# Hey Y'all! From Conroe, TX



## Made-in-TX (Oct 1, 2009)

Hello brothers.  My name's Travis and I'm with Conroe 748.  I was innitiated as an EA on August 24, 2009 and passed to Fellowcraft on September 28, 2009.  I am scheduled to be raised on the 12th of October and am very excited about it.  I have wanted to be a Mason since I was young and and so happy that I finally made the step to becoming one.  I am looking forward to being as involved as I can.  As a matter of fact, I have the opportunity to be the JW during 2 EA's this coming Monday and actually protemp as the JW for the opening and closing of the EA Lodge.  I can't wait! Well, anyhow I look forward to talking with and someday meeting as many of my brothers as I can throught this site.
-Travis


----------



## TCShelton (Oct 1, 2009)

Welcome aboard.


----------



## scottmh59 (Oct 1, 2009)

welcome


----------



## HKTidwell (Oct 1, 2009)

Hello and welcome to the forums.  Glad to have you and you will find many good brothers here.  I know being newly raised(within the past year) I have learned a tremendous amount that I would not have without this forum, most of it has been Masonic law and procedure/traditions related.  We have some very knowledgeable brethren here who are always willing to help you out.  Thank you for your Military Service to our Country.


----------



## JTM (Oct 1, 2009)

Welcome to the boards!


----------



## Nate Riley (Oct 1, 2009)

Welcome!


----------



## Gerald.Harris (Oct 2, 2009)

Welcome to our friendly discussion boards. We look forward to hearing from new members and getting your feedback. You will get to spend many hours here as there is always a good thread or several good threads running here. The administrator and moderators do a good job of keeping everything working well. you will find the brethren here all very interested in Masonry, which is for most of us, our favorite topic.


----------



## Ben Rodriguez (Oct 2, 2009)

Glad to have you with us brother!


----------



## david918 (Oct 2, 2009)

Welcome brother be careful here it can be addictive:ranger:


----------



## jonesvilletexas (Oct 2, 2009)

Welcome my brother.


----------



## Chaplin the Elder (Oct 5, 2009)

Made-in-TX said:


> Hello brothers.  My name's Travis and I'm with Conroe 748.  I was innitiated as an EA on August 24, 2009 and passed to Fellowcraft on September 28, 2009.  I am scheduled to be raised on the 12th of October and am very excited about it.  I have wanted to be a Mason since I was young and and so happy that I finally made the step to becoming one.  I am looking forward to being as involved as I can.  As a matter of fact, I have the opportunity to be the JW during 2 EA's this coming Monday and actually protemp as the JW for the opening and closing of the EA Lodge.  I can't wait! Well, anyhow I look forward to talking with and someday meeting as many of my brothers as I can throught this site.
> -Travis



Welcome Brother Travis. 

May I extend an invitation to come sit with us at Montgomery Lodge any time.


----------



## Gerald.Harris (Oct 6, 2009)

david918 said:


> Welcome brother be careful here it can be addictive:ranger:



Brother David , It is addictive !


----------



## rhitland (Oct 6, 2009)

Shalom, good to have you my Brother.


----------



## Made-in-TX (Oct 6, 2009)

Chaplin the Elder said:


> Welcome Brother Travis.
> 
> May I extend an invitation to come sit with us at Montgomery Lodge any time.
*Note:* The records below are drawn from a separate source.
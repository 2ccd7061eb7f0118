//! Signed-distance-field scene volumes
//!
//! Brushes are rasterized on the GPU into a coarse material volume and a fine
//! scene volume, followed by a sparse mip chain. Scene space is measured in
//! mip-0 texels: `scene = (world - origin) / grid_size`.

pub mod brush;
pub mod numerical;
pub mod scene;
pub mod reference;
pub mod params;
pub mod volume;
pub mod generation;

pub use brush::{Brush, BrushCollection, BrushShape, BrushTransform, BrushType, GpuBrush};
pub use numerical::NumericalSdf;
pub use scene::SdfScene;
pub use volume::{SceneVolumes, VolumeMismatch};
pub use generation::{SceneState, SdfGenerationPipeline};

/// Mip levels of the scene and material volumes
pub const SCENE_MIP_COUNT: u32 = 5;
/// Distance band, in texels of the sampled mip, that a normalized value of 1 covers
pub const SDF_SUPREMUM: f32 = 4.0;
/// Scene-volume texels per material-volume cell along each axis
pub const MAT_VOLUME_SCALE: u32 = 4;
/// Material cells per culling tile along each axis
pub const MAT_VOLUME_TILE_SIZE: u32 = 4;
/// Brushes kept per material cell; further overlaps are ignored
pub const MAX_BRUSH_PER_MAT_VOLUME_GRID: u32 = 16;
/// Average brush-index capacity reserved per material cell
pub const MAX_BRUSH_COUNT_FACTOR: u32 = 2;
/// Threads per axis of the material-volume and mip-dispatch kernels
pub const GENERATE_MAT_VOLUME_KERNEL_SIZE: u32 = 4;
/// Largest workgroup count of one dispatch dimension
pub const MAX_DISPATCH_GROUPS: u32 = 65535;

/// Scene volume size must be a multiple of this so every mip stays
/// exactly `MAT_VOLUME_SCALE` times the material mip
pub const SCENE_SIZE_GRANULARITY: u32 = MAT_VOLUME_SCALE << (SCENE_MIP_COUNT - 1);

/// Half diagonal of a unit texel
pub(crate) const HALF_SQRT_3: f32 = 0.866_025_4;

/// Indirect dispatch arguments for `items` work items at `per_group` items
/// per workgroup
///
/// Counts beyond one dimension's limit spill into Y; kernels rebuild the
/// linear group index as `y * MAX_DISPATCH_GROUPS + x`.
pub fn indirect_args_for(items: u32, per_group: u32) -> [u32; 3] {
    let groups = items.div_ceil(per_group.max(1));
    if groups <= MAX_DISPATCH_GROUPS {
        [groups, 1, 1]
    } else {
        [MAX_DISPATCH_GROUPS, groups.div_ceil(MAX_DISPATCH_GROUPS), 1]
    }
}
Thank you very much Worshipful Master.  I actually did come to Montgomery for 2 EA's the night after I got mine.  (I was the one that had heat exhaustion, if that helps. Haha.)  I thoroughly enjoyed it and can't wait to return.  
I am actually ready to turn in my FC and am hoping to get raised Monday the 12th if we can get enough people to assist in the degree.  If it happens then I extend an invitation to you and any brothers of your lodge to come out.


----------



## JTM (Oct 12, 2009)

welcome to the forums, feel free to post any questions you have


----------



## Bro. Kurt P.M. (Oct 14, 2009)

Welcome to the forums


----------



## scottmh59 (Oct 14, 2009)

welcome


----------